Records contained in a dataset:
- Opening Delimiter -
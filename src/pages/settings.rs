use std::sync::Arc;

use log::warn;
use tokio::sync::watch;

use super::{refresh, PageCell, PageState};
use crate::api::ApiClient;
use crate::error::AppError;
use crate::models::{ProfilePatch, User};
use crate::notify::Notifier;
use crate::session::SessionStore;

pub const PROFILE_UPDATED: &str = "Profile updated successfully!";
pub const PROFILE_UPDATE_FAILED: &str = "Failed to update profile.";

/// The signed-in user's profile form.
pub struct SettingsPage {
    client: Arc<ApiClient>,
    notifier: Notifier,
    session: SessionStore,
    cell: PageCell<User>,
}

impl SettingsPage {
    pub fn new(client: Arc<ApiClient>, notifier: Notifier, session: SessionStore) -> Self {
        Self {
            client,
            notifier,
            session,
            cell: PageCell::new(),
        }
    }

    pub fn subscribe(&self) -> watch::Receiver<PageState<User>> {
        self.cell.subscribe()
    }

    pub fn snapshot(&self) -> PageState<User> {
        self.cell.snapshot()
    }

    /// Fetches the current profile into the form.
    pub async fn load(&self) -> Result<(), AppError> {
        self.cell
            .load("profile", self.client.get_current_user())
            .await
    }

    /// Saves the profile. The session's user is replaced with the server's copy.
    pub async fn save(&self, patch: &ProfilePatch) -> Result<User, AppError> {
        match self.client.update_current_user(patch).await {
            Ok(user) => {
                self.session.update_user(user.clone());
                self.notifier.success(PROFILE_UPDATED);
                refresh(self.load()).await;
                Ok(user)
            }
            Err(e) => {
                warn!("Profile update failed: {}", e);
                self.notifier.error(PROFILE_UPDATE_FAILED);
                Err(e)
            }
        }
    }
}
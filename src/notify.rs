//! Transient toast notifications.

use std::sync::{Arc, Mutex, PoisonError};

use chrono::{DateTime, Duration, Utc};
use log::{info, warn};

use crate::error::{Action, AppError};

/// How long a toast stays visible.
pub const TOAST_TTL_SECS: i64 = 5;

#[derive(Debug, Clone, Copy, PartialEq, Eq)]
pub enum ToastKind {
    Success,
    Error,
    Info,
}

#[derive(Debug, Clone, PartialEq, Eq)]
pub struct Toast {
    pub id: u64,
    pub message: String,
    pub kind: ToastKind,
    pub created_at: DateTime<Utc>,
}

impl Toast {
    /// True once the toast has been shown for the full TTL.
    pub fn is_expired(&self, now: DateTime<Utc>) -> bool {
        now - self.created_at >= Duration::seconds(TOAST_TTL_SECS)
    }
}

#[derive(Debug, Default)]
struct Toasts {
    next_id: u64,
    active: Vec<Toast>,
}

/// Shared toast queue. Clones refer to the same queue.
#[derive(Debug, Clone, Default)]
pub struct Notifier {
    toasts: Arc<Mutex<Toasts>>,
}

impl Notifier {
    pub fn new() -> Self {
        Self::default()
    }

    /// Queues a toast stamped with the current time and returns its id.
    pub fn push(&self, kind: ToastKind, message: impl Into<String>) -> u64 {
        self.push_at(kind, message, Utc::now())
    }

    /// Queues a toast stamped `now`. Toasts that expired by `now` are dropped.
    pub fn push_at(&self, kind: ToastKind, message: impl Into<String>, now: DateTime<Utc>) -> u64 {
        let message = message.into();
        match kind {
            ToastKind::Error => warn!("Toast: {}", message),
            _ => info!("Toast: {}", message),
        }
        let mut toasts = self.toasts.lock().unwrap_or_else(PoisonError::into_inner);
        toasts.active.retain(|toast| !toast.is_expired(now));
        toasts.next_id += 1;
        let id = toasts.next_id;
        toasts.active.push(Toast {
            id,
            message,
            kind,
            created_at: now,
        });
        id
    }

    /// Queues a success toast.
    pub fn success(&self, message: impl Into<String>) -> u64 {
        self.push(ToastKind::Success, message)
    }

    /// Queues an error toast.
    pub fn error(&self, message: impl Into<String>) -> u64 {
        self.push(ToastKind::Error, message)
    }

    /// Queues an informational toast.
    pub fn info(&self, message: impl Into<String>) -> u64 {
        self.push(ToastKind::Info, message)
    }

    /// Error toast for a failed mutation; 403s name the required role.
    pub fn failure(&self, action: Action, error: &AppError) -> u64 {
        self.error(error.user_message(action))
    }

    /// Removes one toast, e.g. when its close button is clicked.
    pub fn dismiss(&self, id: u64) {
        self.toasts
            .lock()
            .unwrap_or_else(PoisonError::into_inner)
            .active
            .retain(|toast| toast.id != id);
    }

    /// Drops toasts older than the TTL as of `now`.
    pub fn prune(&self, now: DateTime<Utc>) {
        self.toasts
            .lock()
            .unwrap_or_else(PoisonError::into_inner)
            .active
            .retain(|toast| !toast.is_expired(now));
    }

    /// Toasts still visible, oldest first.
    pub fn active(&self) -> Vec<Toast> {
        self.prune(Utc::now());
        self.toasts
            .lock()
            .unwrap_or_else(PoisonError::into_inner)
            .active
            .clone()
    }

    /// The most recent visible toast.
    pub fn last(&self) -> Option<Toast> {
        self.active().pop()
    }
}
- Closing Delimiter -
> **EXERCISE**
Print the entries once more, identical in every line.

> **COMPLETED EXERCISE**
filename src/pages/settings.rs
use std::sync::Arc;

use log::warn;
use tokio::sync::watch;

use super::{refresh, PageCell, PageState};
use crate::api::ApiClient;
use crate::error::AppError;
use crate::models::{ProfilePatch, User};
use crate::notify::Notifier;
use crate::session::SessionStore;

pub const PROFILE_UPDATED: &str = "Profile updated successfully!";
pub const PROFILE_UPDATE_FAILED: &str = "Failed to update profile.";

/// The signed-in user's profile form.
pub struct SettingsPage {
    client: Arc<ApiClient>,
    notifier: Notifier,
    session: SessionStore,
    cell: PageCell<User>,
}

impl SettingsPage {
    pub fn new(client: Arc<ApiClient>, notifier: Notifier, session: SessionStore) -> Self {
        Self {
            client,
            notifier,
            session,
            cell: PageCell::new(),
        }
    }

    pub fn subscribe(&self) -> watch::Receiver<PageState<User>> {
        self.cell.subscribe()
    }

    pub fn snapshot(&self) -> PageState<User> {
        self.cell.snapshot()
    }

    /// Fetches the current profile into the form.
    pub async fn load(&self) -> Result<(), AppError> {
        self.cell
            .load("profile", self.client.get_current_user())
            .await
    }

    /// Saves the profile. The session's user is replaced with the server's copy.
    pub async fn save(&self, patch: &ProfilePatch) -> Result<User, AppError> {
        match self.client.update_current_user(patch).await {
            Ok(user) => {
                self.session.update_user(user.clone());
                self.notifier.success(PROFILE_UPDATED);
                refresh(self.load()).await;
                Ok(user)
            }
            Err(e) => {
                warn!("Profile update failed: {}", e);
                self.notifier.error(PROFILE_UPDATE_FAILED);
                Err(e)
            }
        }
    }
}
filename src/notify.rs
//! Transient toast notifications.

use std::sync::{Arc, Mutex, PoisonError};

use chrono::{DateTime, Duration, Utc};
use log::{info, warn};

use crate::error::{Action, AppError};

/// How long a toast stays visible.
pub const TOAST_TTL_SECS: i64 = 5;

#[derive(Debug, Clone, Copy, PartialEq, Eq)]
pub enum ToastKind {
    Success,
    Error,
    Info,
}

#[derive(Debug, Clone, PartialEq, Eq)]
pub struct Toast {
    pub id: u64,
    pub message: String,
    pub kind: ToastKind,
    pub created_at: DateTime<Utc>,
}

impl Toast {
    /// True once the toast has been shown for the full TTL.
    pub fn is_expired(&self, now: DateTime<Utc>) -> bool {
        now - self.created_at >= Duration::seconds(TOAST_TTL_SECS)
    }
}

#[derive(Debug, Default)]
struct Toasts {
    next_id: u64,
    active: Vec<Toast>,
}

/// Shared toast queue. Clones refer to the same queue.
#[derive(Debug, Clone, Default)]
pub struct Notifier {
    toasts: Arc<Mutex<Toasts>>,
}

impl Notifier {
    pub fn new() -> Self {
        Self::default()
    }

    /// Queues a toast stamped with the current time and returns its id.
    pub fn push(&self, kind: ToastKind, message: impl Into<String>) -> u64 {
        self.push_at(kind, message, Utc::now())
    }

    /// Queues a toast stamped `now`. Toasts that expired by `now` are dropped.
    pub fn push_at(&self, kind: ToastKind, message: impl Into<String>, now: DateTime<Utc>) -> u64 {
        let message = message.into();
        match kind {
            ToastKind::Error => warn!("Toast: {}", message),
            _ => info!("Toast: {}", message),
        }
        let mut toasts = self.toasts.lock().unwrap_or_else(PoisonError::into_inner);
        toasts.active.retain(|toast| !toast.is_expired(now));
        toasts.next_id += 1;
        let id = toasts.next_id;
        toasts.active.push(Toast {
            id,
            message,
            kind,
            created_at: now,
        });
        id
    }

    /// Queues a success toast.
    pub fn success(&self, message: impl Into<String>) -> u64 {
        self.push(ToastKind::Success, message)
    }

    /// Queues an error toast.
    pub fn error(&self, message: impl Into<String>) -> u64 {
        self.push(ToastKind::Error, message)
    }

    /// Queues an informational toast.
    pub fn info(&self, message: impl Into<String>) -> u64 {
        self.push(ToastKind::Info, message)
    }

    /// Error toast for a failed mutation; 403s name the required role.
    pub fn failure(&self, action: Action, error: &AppError) -> u64 {
        self.error(error.user_message(action))
    }

    /// Removes one toast, e.g. when its close button is clicked.
    pub fn dismiss(&self, id: u64) {
        self.toasts
            .lock()
            .unwrap_or_else(PoisonError::into_inner)
            .active
            .retain(|toast| toast.id != id);
    }

    /// Drops toasts older than the TTL as of `now`.
    pub fn prune(&self, now: DateTime<Utc>) {
        self.toasts
            .lock()
            .unwrap_or_else(PoisonError::into_inner)
            .active
            .retain(|toast| !toast.is_expired(now));
    }

    /// Toasts still visible, oldest first.
    pub fn active(&self) -> Vec<Toast> {
        self.prune(Utc::now());
        self.toasts
            .lock()
            .unwrap_or_else(PoisonError::into_inner)
            .active
            .clone()
    }

    /// The most recent visible toast.
    pub fn last(&self) -> Option<Toast> {
        self.active().pop()
    }
}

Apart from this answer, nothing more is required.